Township in Pennsylvania, US

Union Township is a township in Adams County, Pennsylvania, United States. The population was 3,148 at the 2010 census.

==Geography==
Union Township is located in the southeastern corner of Adams County. It is bordered by York County (West Manheim Township) to the east and by Carroll County, Maryland, to the south. Germany Township and the borough of Littlestown border Union Township to the southwest. Mount Pleasant Township is to the northwest and Conewago Township is to the northeast.

According to the United States Census Bureau, the township has a total area of 45.5 sqkm, of which 45.4 sqkm is land and 0.1 sqkm, or 0.18%, is water.

==Demographics==

According to the census of 2000, there were 2,989 people, 1,074 households, and 891 families residing in the township. The population density was 171.2 PD/sqmi. There were 1,112 housing units at an average density of 63.7 /sqmi. The racial makeup of the township was 98.33% White, 0.07% African American, 0.23% Native American, 0.67% Asian, 0.13% of other races, and 0.57% of two or more races. Hispanic or Latino of any race was 0.84% of the population.

There were 1,074 households, out of which 37.5% had children under the age of 18 living with them, 73.7% were married couples living together, 6.6% had a female householder with no husband present, and 17.0% were non-families. 13.3% of all households were made up of individuals, and 5.1% had someone living alone who was 65 years of age or older. The average household size was 2.78 and the average family size was 3.02.

In the township the population was distributed, with 27.2% under the age of 18, 5.2% from 18 to 24, 29.3% from 25 to 44, 25.5% from 45 to 64, and 12.8% who were 65 years of age or older. The median age was 39 years. For every 100 females, there were 97.6 males. For every 100 females aged 18 and over, there were 97.8 males.
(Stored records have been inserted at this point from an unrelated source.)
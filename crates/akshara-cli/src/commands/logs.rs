use super::{CliError, EXIT_SUCCESS};
use akshara_core::{Context, ManagerBuilder};

pub fn run(builder: ManagerBuilder, ctx: &Context, tail: usize) -> Result<u8, CliError> {
    let manager = builder.build()?;
    let logs = manager.logs(ctx, tail)?;
    print!("{logs}");
    if !logs.is_empty() && !logs.ends_with('\n') {
        println!();
    }
    Ok(EXIT_SUCCESS)
}
use serde::{Deserialize, Serialize};

/// Per-request transliteration flags.
///
/// `nativize` defaults to `true`; it is only sent to the service when turned
/// off. Pre- and post-options are forwarded as comma-joined lists.
#[derive(Debug, Clone, PartialEq, Eq, Serialize, Deserialize)]
pub struct TranslitOptions {
    #[serde(default = "default_nativize")]
    pub nativize: bool,
    #[serde(default)]
    pub pre_options: Vec<String>,
    #[serde(default)]
    pub post_options: Vec<String>,
}

fn default_nativize() -> bool {
    true
}

impl Default for TranslitOptions {
    fn default() -> Self {
        Self {
            nativize: true,
            pre_options: Vec::new(),
            post_options: Vec::new(),
        }
    }
}

impl TranslitOptions {
    #[must_use]
    pub fn without_nativize(mut self) -> Self {
        self.nativize = false;
        self
    }

    #[must_use]
    pub fn with_pre_option(mut self, option: impl Into<String>) -> Self {
        self.pre_options.push(option.into());
        self
    }

    #[must_use]
    pub fn with_post_option(mut self, option: impl Into<String>) -> Self {
        self.post_options.push(option.into());
        self
    }
}
//! Service backends and process plumbing for Akshara.
//!
//! This crate implements the execution layer: the `ServiceBackend` trait with a
//! docker-compose backend and an in-memory mock, the cancellable `Context`
//! threaded through every blocking call, cross-process project locks, pull
//! progress parsing, container log forwarding, and prerequisite checking.

pub mod backend;
pub mod compose;
pub mod context;
pub mod lock;
pub mod logs;
pub mod mock;
pub mod prereq;
mod process;
pub mod progress;

pub use backend::{
    select_backend, ProgressFn, ServiceBackend, ServiceSpec, ServiceState, ServiceStatus,
    StartOptions,
};
pub use compose::ComposeBackend;
pub use context::{CancelHandle, CancelReason, Context};
pub use lock::{default_lock_dir, ProjectLock};
pub use logs::LogFollower;
pub use mock::{MockBackend, MockCalls};
pub use prereq::{check_compose_prereqs, format_missing, MissingPrereq};
pub use progress::{parse_progress_line, PullProgress};

use std::path::PathBuf;
use std::time::Duration;
use thiserror::Error;

#[derive(Debug, Error)]
pub enum RuntimeError {
    #[error("runtime I/O error: {0}")]
    Io(#[from] std::io::Error),
    #[error("backend '{0}' is not available on this system")]
    BackendUnavailable(String),
    #[error("command `{command}` failed{}: {stderr}", code.map(|c| format!(" with exit code {c}")).unwrap_or_default())]
    CommandFailed {
        command: String,
        code: Option<i32>,
        stderr: String,
    },
    #[error("compose file not found: {}", .0.display())]
    ComposeFileMissing(PathBuf),
    #[error("project '{project}' did not become ready within {waited:?}")]
    NotReady { project: String, waited: Duration },
    #[error("{0}")]
    Canceled(#[from] CancelReason),
    #[error("failed to parse backend output: {0}")]
    Parse(String),
    #[error("project lock error: {0}")]
    Lock(String),
}
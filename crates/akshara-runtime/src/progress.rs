//! Parsing of image pull progress lines.
//!
//! Compose prints one line per layer update, e.g.
//! `a1b2c3d4e5f6 Downloading [==>     ]  12.5MB/45.2MB`. Only lines carrying a
//! `current/total` size pair are reported.

use serde::Serialize;

#[derive(Debug, Clone, PartialEq, Eq, Serialize)]
pub struct PullProgress {
    pub layer: Option<String>,
    pub status: String,
    pub current: u64,
    pub total: u64,
}

pub fn parse_progress_line(line: &str) -> Option<PullProgress> {
    let without_bar = match (line.find('['), line.rfind(']')) {
        (Some(open), Some(close)) if open < close => {
            format!("{} {}", &line[..open], &line[close + 1..])
        }
        _ => line.to_owned(),
    };

    // Spinner glyphs and other decoration carry no alphanumerics.
    let mut tokens: Vec<&str> = without_bar
        .split_whitespace()
        .filter(|t| t.chars().any(|c| c.is_ascii_alphanumeric()))
        .collect();

    let size_idx = tokens.iter().rposition(|t| parse_size_pair(t).is_some())?;
    let (current, total) = parse_size_pair(tokens[size_idx])?;
    tokens.truncate(size_idx);

    let layer = match tokens.first() {
        Some(first) if is_layer_id(first) => {
            let id = (*first).to_owned();
            tokens.remove(0);
            Some(id)
        }
        _ => None,
    };

    let status = tokens.join(" ");
    if status.is_empty() {
        return None;
    }

    Some(PullProgress {
        layer,
        status,
        current,
        total,
    })
}

fn is_layer_id(token: &str) -> bool {
    token.len() >= 12 && token.chars().all(|c| c.is_ascii_hexdigit())
}

fn parse_size_pair(token: &str) -> Option<(u64, u64)> {
    let (current, total) = token.split_once('/')?;
    Some((parse_size(current)?, parse_size(total)?))
}

/// Parse a human-readable size such as `12.5MB`, `512kB` or `1.2GiB` into bytes.
pub fn parse_size(s: &str) -> Option<u64> {
    let s = s.trim();
    let split = s.find(|c: char| c.is_ascii_alphabetic())?;
    let (number, unit) = s.split_at(split);
    let value: f64 = number.trim().parse().ok()?;
    if value < 0.0 || !value.is_finite() {
        return None;
    }
    let multiplier: f64 = match unit {
        "B" => 1.0,
        "kB" | "KB" | "k" | "K" => 1e3,
        "MB" | "M" => 1e6,
        "GB" | "G" => 1e9,
        "TB" | "T" => 1e12,
        "KiB" => 1024.0,
        "MiB" => 1024.0 * 1024.0,
        "GiB" => 1024.0 * 1024.0 * 1024.0,
        _ => return None,
    };
    Some((value * multiplier).round() as u64)
}
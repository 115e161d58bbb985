//! Script validation and language/romanization lookups.
//!
//! [`ScriptRegistry`] is the read-only view the query path depends on.
//! [`ScriptCatalog`] implements it over immutable tables: the built-in data
//! set, a JSON document, or fixtures assembled in tests.

use crate::language::normalize_language;
use crate::script::{Script, BUILTIN_SCRIPTS};
use crate::tables::{LANGUAGE_SCRIPTS, ROMANIZATIONS};
use crate::ScriptError;
use serde::{Deserialize, Serialize};
use std::collections::{BTreeMap, HashMap, HashSet};
use std::path::Path;
use std::sync::LazyLock;

pub trait ScriptRegistry: Send + Sync {
    /// Exact, case-sensitive catalog membership.
    fn is_valid_script(&self, script: &str) -> bool;

    /// Ordered scripts for a language; the first one is the primary script.
    fn scripts_for(&self, language_code: &str) -> Result<Vec<Script>, ScriptError>;

    fn romanization_scheme_for(&self, script: &Script) -> Result<Script, ScriptError>;

    /// Primary script of a language, after ISO 639 normalization of the code.
    fn default_script_for(&self, language_code: &str) -> Result<Script, ScriptError> {
        let scripts = self.scripts_for(language_code)?;
        scripts.into_iter().next().ok_or_else(|| {
            let code = normalize_language(language_code)
                .unwrap_or_else(|| language_code.to_owned());
            ScriptError::EmptyScriptList(code)
        })
    }
}

/// Serialized form of a catalog, as accepted by [`ScriptCatalog::from_json_str`].
#[derive(Debug, Clone, Default, Serialize, Deserialize)]
pub struct CatalogData {
    pub scripts: Vec<Script>,
    #[serde(default)]
    pub languages: BTreeMap<String, Vec<Script>>,
    #[serde(default)]
    pub romanizations: BTreeMap<Script, Script>,
}

#[derive(Debug, Clone)]
pub struct ScriptCatalog {
    scripts: HashSet<Script>,
    languages: HashMap<String, Vec<Script>>,
    romanizations: HashMap<Script, Script>,
}

static BUILTIN: LazyLock<ScriptCatalog> = LazyLock::new(|| ScriptCatalog {
    scripts: BUILTIN_SCRIPTS.iter().map(|s| Script::from_static(s)).collect(),
    languages: LANGUAGE_SCRIPTS
        .iter()
        .map(|(code, scripts)| ((*code).to_owned(), scripts.to_vec()))
        .collect(),
    romanizations: ROMANIZATIONS.iter().cloned().collect(),
});

impl ScriptCatalog {
    /// The reference data shipped with the crate, built once per process.
    pub fn builtin() -> &'static ScriptCatalog {
        &BUILTIN
    }

    /// Build a catalog from explicit tables.
    ///
    /// Language keys are normalized to ISO 639-3. Every script referenced by
    /// the language or romanization tables must be a member of `scripts`.
    /// Empty language entries are kept; lookups report them as
    /// [`ScriptError::EmptyScriptList`].
    pub fn new(
        scripts: impl IntoIterator<Item = Script>,
        languages: impl IntoIterator<Item = (String, Vec<Script>)>,
        romanizations: impl IntoIterator<Item = (Script, Script)>,
    ) -> Result<Self, ScriptError> {
        let scripts: HashSet<Script> = scripts.into_iter().collect();

        let mut language_map = HashMap::new();
        for (code, list) in languages {
            let normalized = normalize_language(&code).ok_or_else(|| {
                ScriptError::Catalog(format!("'{code}' is not an ISO 639 language code"))
            })?;
            if let Some(unknown) = list.iter().find(|s| !scripts.contains(s.as_str())) {
                return Err(ScriptError::Catalog(format!(
                    "language '{code}' references unknown script '{unknown}'"
                )));
            }
            language_map.insert(normalized, list);
        }

        let mut roman_map = HashMap::new();
        for (source, target) in romanizations {
            for s in [&source, &target] {
                if !scripts.contains(s.as_str()) {
                    return Err(ScriptError::Catalog(format!(
                        "romanization '{source} -> {target}' references unknown script '{s}'"
                    )));
                }
            }
            roman_map.insert(source, target);
        }

        Ok(Self {
            scripts,
            languages: language_map,
            romanizations: roman_map,
        })
    }

    pub fn from_data(data: CatalogData) -> Result<Self, ScriptError> {
        Self::new(data.scripts, data.languages, data.romanizations)
    }

    pub fn from_json_str(json: &str) -> Result<Self, ScriptError> {
        let data: CatalogData = serde_json::from_str(json)
            .map_err(|e| ScriptError::Catalog(format!("invalid catalog JSON: {e}")))?;
        Self::from_data(data)
    }

    pub fn from_json_file(path: &Path) -> Result<Self, ScriptError> {
        let content = std::fs::read_to_string(path).map_err(|e| {
            ScriptError::Catalog(format!("failed to read {}: {e}", path.display()))
        })?;
        Self::from_json_str(&content)
    }

    /// Export the tables in their serialized form, with deterministic ordering.
    pub fn to_data(&self) -> CatalogData {
        let mut scripts: Vec<Script> = self.scripts.iter().cloned().collect();
        scripts.sort();
        CatalogData {
            scripts,
            languages: self
                .languages
                .iter()
                .map(|(k, v)| (k.clone(), v.clone()))
                .collect(),
            romanizations: self
                .romanizations
                .iter()
                .map(|(k, v)| (k.clone(), v.clone()))
                .collect(),
        }
    }

    pub fn script_count(&self) -> usize {
        self.scripts.len()
    }

    /// Language codes with a script mapping, sorted.
    pub fn languages(&self) -> Vec<&str> {
        let mut codes: Vec<&str> = self.languages.keys().map(String::as_str).collect();
        codes.sort_unstable();
        codes
    }
}

impl ScriptRegistry for ScriptCatalog {
    fn is_valid_script(&self, script: &str) -> bool {
        self.scripts.contains(script)
    }

    fn scripts_for(&self, language_code: &str) -> Result<Vec<Script>, ScriptError> {
        let code = normalize_language(language_code)
            .ok_or_else(|| ScriptError::InvalidLanguageCode(language_code.to_owned()))?;
        match self.languages.get(&code) {
            Some(scripts) => Ok(scripts.clone()),
            None => Err(ScriptError::NoScriptMapping(code)),
        }
    }

    fn romanization_scheme_for(&self, script: &Script) -> Result<Script, ScriptError> {
        self.romanizations
            .get(script.as_str())
            .cloned()
            .ok_or_else(|| ScriptError::NoRomanizationScheme(script.clone()))
    }
}

impl<R: ScriptRegistry + ?Sized> ScriptRegistry for &R {
    fn is_valid_script(&self, script: &str) -> bool {
        (**self).is_valid_script(script)
    }

    fn scripts_for(&self, language_code: &str) -> Result<Vec<Script>, ScriptError> {
        (**self).scripts_for(language_code)
    }

    fn romanization_scheme_for(&self, script: &Script) -> Result<Script, ScriptError> {
        (**self).romanization_scheme_for(script)
    }

    fn default_script_for(&self, language_code: &str) -> Result<Script, ScriptError> {
        (**self).default_script_for(language_code)
    }
}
The median income for a household in the township was $47,619, and the median income for a family was $51,845. Males had a median income of $37,727 versus $24,028 for females. The per capita income for the township was $19,506. About 2.0% of families and 2.9% of the population were below the poverty line, including 4.6% of those under the age of 18 and 0.8% of those aged 65 or over.

Historical population
| Census | Pop. | Note | %± |
| 2000 | 2,989 |  | — |
| 2010 | 3,148 |  | 5.3% |
| 2016 (est.) | 3,182 |  | 1.1% |
U.S. Decennial Census

==Environmental issues==
Keystone Sanitation Landfill is located on a ridge of 40 acres of former farmland. From 1966 until 1990, it accepted municipal and industrial waste and construction debris. The site leached volatile organic compounds and heavy metals, and runoff went in all directions into the groundwater and surface water, affecting 2,300 people living in a three-mile radius. EPA added the landfill to the Superfund list in July 1987. From 1990-1997, cleanup consisted of extraction and treatment of on-site groundwater, installation of an impermeable cap, a landfill gas collection system, construction of a fence, and water monitoring. In 1999, 34 residences in proximity received whole-house treatment units, and groundwater was also extracted off-site. In May 2003, a landfill gas extraction system was added. However, due to low flow rates, 14 additional landfill gas wells were installed in November 2010.

In September 1993, EPA tried to recover approximately $1.4 million of clean up costs in litigation, which as of 2015 was still stayed, pending court-ordered settlement negotiations. The three owners of the landfill, Waste Management Inc., the Keystone Sanitation Company, and Anna and Kenneth Noel, refused to participate in cleanup and in 2000, the EPA fined them $250,000.